Koenigsegg Agera Successor Will Reportedly Be Limited to 125 Units, Not Be Called 'Ragnarok' (Updated)

Sweden's next top hypercar will be unveiled in Geneva this March.

Koenigsegg Automotive AB

Update, 01/08/2019 10:53am EST: In an email to The Drive, a Koenigsegg spokesperson confirmed that the volume figure "is accurate enough," the Agera successor will indeed be appearing at Geneva, and that Ragnarok will not be the car's name. Other model names that can be ruled out, the Koenigsegg rep notes, include "Marvel, Thor, Theodor, Beyonce, Sherlock, Agera, Regera, CC8S, CCX, CCR, CCXR, Pippin, Lumsden Bumhat, Pele, 911, Magnum, Oskar, Ggesgineok, Tyson, Hammerfest, Furiosa, and Tootlefloss. Everything else is up for consideration."

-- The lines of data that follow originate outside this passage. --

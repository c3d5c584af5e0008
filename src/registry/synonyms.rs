//! Department synonym map.
//!
//! Maps lowercase aliases to canonical department names. Canonical names come
//! from the live registry; a static Turkish/English dictionary is merged in
//! afterwards without overriding anything the registry already defined.

use std::collections::HashMap;

use crate::models::Department;
use crate::text::{char_len, normalize};

/// Groups of interchangeable department terms (all lowercase).
///
/// A group attaches to the first registry department whose normalized name
/// appears in the group; every term of the group then aliases that
/// department.
pub const ALIAS_GROUPS: &[&[&str]] = &[
    &["insan kaynakları", "human resources", "ik", "hr"],
    &["bilgi teknolojileri", "information technology", "it", "bt"],
    &["finans", "finance"],
    &["muhasebe", "accounting"],
    &["satış", "sales"],
    &["pazarlama", "marketing"],
    &["üretim", "production", "manufacturing"],
    &["mühendislik", "engineering"],
    &["hukuk", "legal"],
    &["lojistik", "logistics"],
    &["yönetim", "management"],
    &["operasyon", "operations"],
    &["ar-ge", "arge", "research", "araştırma"],
    &["yazılım geliştirme", "software development", "yazılım", "software"],
];

/// Lowercase alias to canonical department name lookup.
#[derive(Debug, Clone, Default)]
pub struct SynonymMap {
    lookup: HashMap<String, String>,
    canonical: Vec<(String, String)>,
    aliases: Vec<(String, String)>,
}

impl SynonymMap {
    /// Returns the canonical name for an alias or canonical key.
    pub fn get(&self, alias: &str) -> Option<&str> {
        self.lookup.get(&normalize(alias)).map(String::as_str)
    }

    /// Number of keys (canonical names plus aliases).
    pub fn len(&self) -> usize {
        self.lookup.len()
    }

    /// Returns true if the map has no keys.
    pub fn is_empty(&self) -> bool {
        self.lookup.is_empty()
    }

    /// Canonical `(key, name)` pairs, longest key first.
    pub fn canonical_by_length(&self) -> &[(String, String)] {
        &self.canonical
    }

    /// Non-canonical `(alias, name)` pairs, longest alias first.
    pub fn aliases_by_length(&self) -> &[(String, String)] {
        &self.aliases
    }
}

/// Builds the synonym map for a department list.
///
/// # Example
///
/// ```
/// use pdks_assistant::models::Department;
/// use pdks_assistant::registry::build_synonym_map;
///
/// let map = build_synonym_map(&[Department::new(1, "Finans"), Department::new(2, "IT")]);
/// assert_eq!(map.get("finans"), Some("Finans"));
/// assert_eq!(map.get("finance"), Some("Finans"));
/// assert_eq!(map.get("bt"), Some("IT"));
/// assert_eq!(map.get("pazarlama"), None);
/// ```
pub fn build_synonym_map(departments: &[Department]) -> SynonymMap {
    let mut lookup: HashMap<String, String> = HashMap::new();
    let mut canonical: Vec<(String, String)> = Vec::new();

    for department in departments {
        let key = normalize(&department.name);
        if key.is_empty() || lookup.contains_key(&key) {
            continue;
        }
        lookup.insert(key.clone(), department.name.clone());
        canonical.push((key, department.name.clone()));
    }

    let mut aliases: Vec<(String, String)> = Vec::new();
    for group in ALIAS_GROUPS {
        let Some(target) = group
            .iter()
            .find_map(|term| canonical.iter().find(|(key, _)| key == term))
            .map(|(_, name)| name.clone())
        else {
            continue;
        };

        for term in group.iter() {
            if !lookup.contains_key(*term) {
                lookup.insert(term.to_string(), target.clone());
                aliases.push((term.to_string(), target.clone()));
            }
        }
    }

    sort_longest_first(&mut canonical);
    sort_longest_first(&mut aliases);

    SynonymMap {
        lookup,
        canonical,
        aliases,
    }
}

fn sort_longest_first(entries: &mut [(String, String)]) {
    entries.sort_by(|(a, _), (b, _)| char_len(b).cmp(&char_len(a)).then_with(|| a.cmp(b)));
}
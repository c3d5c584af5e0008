//! Department model.

use serde::{Deserialize, Serialize};

/// A department as stored in the department registry.
///
/// `name` is the canonical name: the exact string shown to callers.
#[derive(Debug, Clone, PartialEq, Eq, Serialize, Deserialize)]
pub struct Department {
    /// Unique identifier for the department.
    pub id: i64,
    /// The canonical department name (e.g., "Finans").
    pub name: String,
}

impl Department {
    /// Creates a department from an id and canonical name.
    pub fn new(id: i64, name: impl Into<String>) -> Self {
        Self {
            id,
            name: name.into(),
        }
    }
}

First teased at an Australian event last June, Koenigsegg's successor to the world-beating Agera is set to make its official debut at the Geneva Motor Show in March. Thanks to a new report, more potential details have surfaced about Christian von Koenigsegg's latest creation.

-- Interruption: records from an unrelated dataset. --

//! Dialogue policy.
//!
//! Decides how to answer one interpreted request. The decision depends only
//! on which intent slots are filled; nothing carries over between requests.
//! Branches are checked in a fixed priority order and the first that applies
//! wins.

mod reply;

use chrono::{Datelike, Local, NaiveDate};
use tracing::{info, warn};

use crate::interpreter::interpret;
use crate::models::{DepartmentSlot, QueryIntent, ReportRequest, SmallTalk};
use crate::registry::DepartmentRegistry;
use crate::report::ReportAssembler;
use crate::store::AttendanceStore;

pub use reply::{ChatResponse, Reply, USAGE_EXAMPLE};

/// Answers interpreted requests against a store and registry.
///
/// # Example
///
/// ```
/// use chrono::NaiveDate;
/// use pdks_assistant::policy::DialoguePolicy;
/// use pdks_assistant::registry::DepartmentRegistry;
/// use pdks_assistant::store::MemoryStore;
///
/// let store = MemoryStore::default();
/// let registry = DepartmentRegistry::defaults();
/// let policy = DialoguePolicy::new(&store, &registry)
///     .with_today(NaiveDate::from_ymd_opt(2026, 5, 10).unwrap());
///
/// let response = policy.answer("Finans mart raporu");
/// assert!(response.content.starts_with("5 kayıt bulundu."));
/// assert_eq!(response.data.map(|rows| rows.len()), Some(5));
/// ```
pub struct DialoguePolicy<'a> {
    store: &'a dyn AttendanceStore,
    registry: &'a DepartmentRegistry,
    synthetic_fallback: bool,
    today: NaiveDate,
}

impl<'a> DialoguePolicy<'a> {
    /// Creates a policy with sample-data fallback enabled and today's date
    /// taken from the local clock.
    pub fn new(store: &'a dyn AttendanceStore, registry: &'a DepartmentRegistry) -> Self {
        Self {
            store,
            registry,
            synthetic_fallback: true,
            today: Local::now().date_naive(),
        }
    }

    /// Enables or disables sample rows for empty reports.
    pub fn with_synthetic_fallback(mut self, enabled: bool) -> Self {
        self.synthetic_fallback = enabled;
        self
    }

    /// Sets the date relative expressions and default years resolve against.
    pub fn with_today(mut self, today: NaiveDate) -> Self {
        self.today = today;
        self
    }

    /// Picks the reply branch for an intent.
    pub fn decide(&self, intent: &QueryIntent) -> Reply {
        match intent.small_talk {
            Some(SmallTalk::Greeting) => return Reply::Greeting,
            Some(SmallTalk::Thanks) => return Reply::Thanks,
            None => {}
        }

        if !intent.is_query {
            return Reply::NotUnderstood;
        }

        match (&intent.department, intent.month) {
            (DepartmentSlot::Unknown, None) => Reply::AskDepartmentAndMonth {
                departments: self.department_names(),
            },
            (department, None) => Reply::AskMonth {
                department: department.clone(),
            },
            (DepartmentSlot::Unknown, Some(month)) => Reply::AskDepartment {
                month,
                departments: self.department_names(),
            },
            (department, Some(month)) => {
                let request = ReportRequest {
                    department: department.clone(),
                    month: Some(month),
                    year: Some(intent.year),
                    action: intent.action,
                    status: intent.status,
                    format: intent.format,
                };
                self.report(request)
            }
        }
    }

    /// Decides and renders the reply for an intent.
    pub fn respond(&self, intent: &QueryIntent) -> ChatResponse {
        self.decide(intent).render()
    }

    /// Interprets free text and answers it.
    pub fn answer(&self, prompt: &str) -> ChatResponse {
        let synonyms = self.registry.synonyms();
        let intent = interpret(prompt, &synonyms, self.today);
        self.respond(&intent)
    }

    fn report(&self, request: ReportRequest) -> Reply {
        let assembler = ReportAssembler::new(self.store, self.registry)
            .with_synthetic_fallback(self.synthetic_fallback)
            .with_current_year(self.today.year());

        match assembler.assemble(&request) {
            Ok(report) if report.is_empty() => Reply::NoData {
                department: request.department,
                month: request.month,
                year: request.year.unwrap_or(self.today.year()),
            },
            Ok(report) => {
                info!(
                    rows = report.total,
                    synthetic = report.synthetic,
                    "Report ready"
                );
                Reply::Report(report)
            }
            Err(err) => {
                warn!(error = %err, "Report assembly failed");
                Reply::Failed
            }
        }
    }

    fn department_names(&self) -> Vec<String> {
        self.registry
            .names()
            .into_iter()
            .map(str::to_string)
            .collect()
    }
}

According to Swedish newspaper Dagens Industri, the Agera sequel will be limited to just 125 units, 72 of which are already spoken for. The report also denies a September rumor that the car would be called Ragnarok—yes, the legendary battle from Norse mythology, the title of the last Thor movie, and quite a fitting title for what could very likely be the fastest car the world has ever seen.

Rumblings have also suggested the car to get a price tag north of $2 million; 1,440 horsepower out of a big, turbocharged V-8; a 9,000-rpm redline; and a curb weight under 2,645 pounds. Unlike the Regera, the upcoming Koenigsegg isn't expected to use any sort of electrification.

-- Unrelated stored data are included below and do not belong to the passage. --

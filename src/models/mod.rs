//! Core data models for the PDKS report assistant.
//!
//! This module contains the records owned by the attendance store
//! (departments, employees, card readings) and the per-request values the
//! assistant builds from them (intents, report requests, reports).

mod attendance;
mod department;
mod employee;
mod intent;
mod report;

pub use attendance::{AccessType, AttendanceRecord, AttendanceStatus};
pub use department::Department;
pub use employee::Employee;
pub use intent::{
    ALL_DEPARTMENTS, DepartmentSlot, QueryIntent, ReportFormat, Slot, SlotMatch, SmallTalk,
};
pub use report::{Report, ReportDiagnostics, ReportRequest, ReportRow};
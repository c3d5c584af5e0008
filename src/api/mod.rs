//! HTTP API module for the PDKS report assistant.
//!
//! This module exposes the report assembler and the dialogue policy as
//! `POST /report`, `POST /chat` and `GET /status`.

mod handlers;
mod request;
mod response;
mod state;

pub use handlers::create_router;
pub use request::{ChatRequest, YEAR_RANGE, validate_year};
pub use response::{ApiError, ApiErrorResponse, StatusResponse};
pub use state::AppState;
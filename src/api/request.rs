//! Request types for the report assistant API.
//!
//! `POST /report` takes a [`ReportRequest`](crate::models::ReportRequest)
//! directly; this module holds the bodies that exist only on the wire.

use serde::{Deserialize, Serialize};

use crate::error::{AssistantError, AssistantResult};

/// Request body for the `/chat` endpoint.
#[derive(Debug, Clone, Serialize, Deserialize)]
pub struct ChatRequest {
    /// The free-text request.
    pub prompt: String,
}

impl ChatRequest {
    /// Rejects blank prompts.
    pub fn validate(&self) -> AssistantResult<()> {
        if self.prompt.trim().is_empty() {
            return Err(AssistantError::InvalidRequest {
                field: "prompt".to_string(),
                message: "must not be empty".to_string(),
            });
        }
        Ok(())
    }
}

/// Years a report may be requested for.
pub const YEAR_RANGE: std::ops::RangeInclusive<i32> = 1970..=9999;

/// Rejects report years outside [`YEAR_RANGE`].
pub fn validate_year(year: Option<i32>) -> AssistantResult<()> {
    match year {
        Some(year) if !YEAR_RANGE.contains(&year) => Err(AssistantError::InvalidRequest {
            field: "year".to_string(),
            message: format!(
                "{year} is outside {}..={}",
                YEAR_RANGE.start(),
                YEAR_RANGE.end()
            ),
        }),
        _ => Ok(()),
    }
}

#[cfg(test)]
mod tests {
    use super::*;

    #[test]
    fn test_deserialize_chat_request() {
        let request: ChatRequest = serde_json::from_str(r#"{"prompt": "IT mart raporu"}"#).unwrap();
        assert_eq!(request.prompt, "IT mart raporu");
        assert!(request.validate().is_ok());
    }

    #[test]
    fn test_blank_prompt_is_rejected() {
        let request = ChatRequest {
            prompt: "   ".to_string(),
        };
        match request.validate() {
            Err(AssistantError::InvalidRequest { field, .. }) => assert_eq!(field, "prompt"),
            other => panic!("Expected InvalidRequest, got {other:?}"),
        }
    }

    #[test]
    fn test_validate_year() {
        assert!(validate_year(None).is_ok());
        assert!(validate_year(Some(2026)).is_ok());
        assert!(validate_year(Some(12)).is_err());
        assert!(validate_year(Some(100_000)).is_err());
    }
}
//! Rule-based query interpreter.
//!
//! Turns one free-text request into a [`QueryIntent`]. Every resolver is a
//! pure function of normalized text: the same input always produces the same
//! intent, and nothing is remembered between requests. The only inputs besides
//! the text are the [`SynonymMap`] of the current registry and the date used
//! for "this month"/"last month" style expressions.

pub mod lexicon;

use std::sync::LazyLock;

use chrono::{Datelike, NaiveDate};
use regex::Regex;
use tracing::debug;

use crate::calendar::{Month, previous_month};
use crate::models::{
    AccessType, AttendanceStatus, DepartmentSlot, QueryIntent, ReportFormat, Slot, SlotMatch,
    SmallTalk,
};
use crate::registry::SynonymMap;
use crate::text::{contains_term, normalize};

use lexicon::{
    ACTION_KEYWORDS, CURRENT_MONTH_KEYWORDS, CURRENT_YEAR_KEYWORDS, FORMAT_KEYWORDS,
    MONTH_KEYWORDS, PREVIOUS_MONTH_KEYWORDS, PREVIOUS_YEAR_KEYWORDS, REPORT_TRIGGERS,
    SMALL_TALK_KEYWORDS, STATUS_KEYWORDS, WILDCARD_KEYWORDS, first_group_match, first_keyword,
};

/// "N. ay" with optional whitespace after the dot; N must start a word.
static NUMERIC_MONTH: LazyLock<Regex> =
    LazyLock::new(|| Regex::new(r"\b(\d{1,2})\.\s*ay").expect("numeric month pattern is valid"));

/// A four-digit year in the 2000s.
static EXPLICIT_YEAR: LazyLock<Regex> =
    LazyLock::new(|| Regex::new(r"\b(20\d{2})\b").expect("year pattern is valid"));

/// A resolved slot value together with the literal token that produced it.
#[derive(Debug, Clone, PartialEq, Eq)]
pub struct Resolved<T> {
    /// The slot value.
    pub value: T,
    /// The token found in the text.
    pub token: String,
}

The Drive has reached out to Koenigsegg for comment and will update this story when we hear back.

With 1,341 horsepower, the Agera RS is currently the fastest car in the world. It averaged 277.9 miles per hour two ways down Nevada's Route 160 in late 2017. We fully expect whatever replaces it to reach even higher speeds. 

In other fast-car news, Bugatti CEO Stephan Winkelmann recently stated that the Chiron would not be going on any official top speed attempts. 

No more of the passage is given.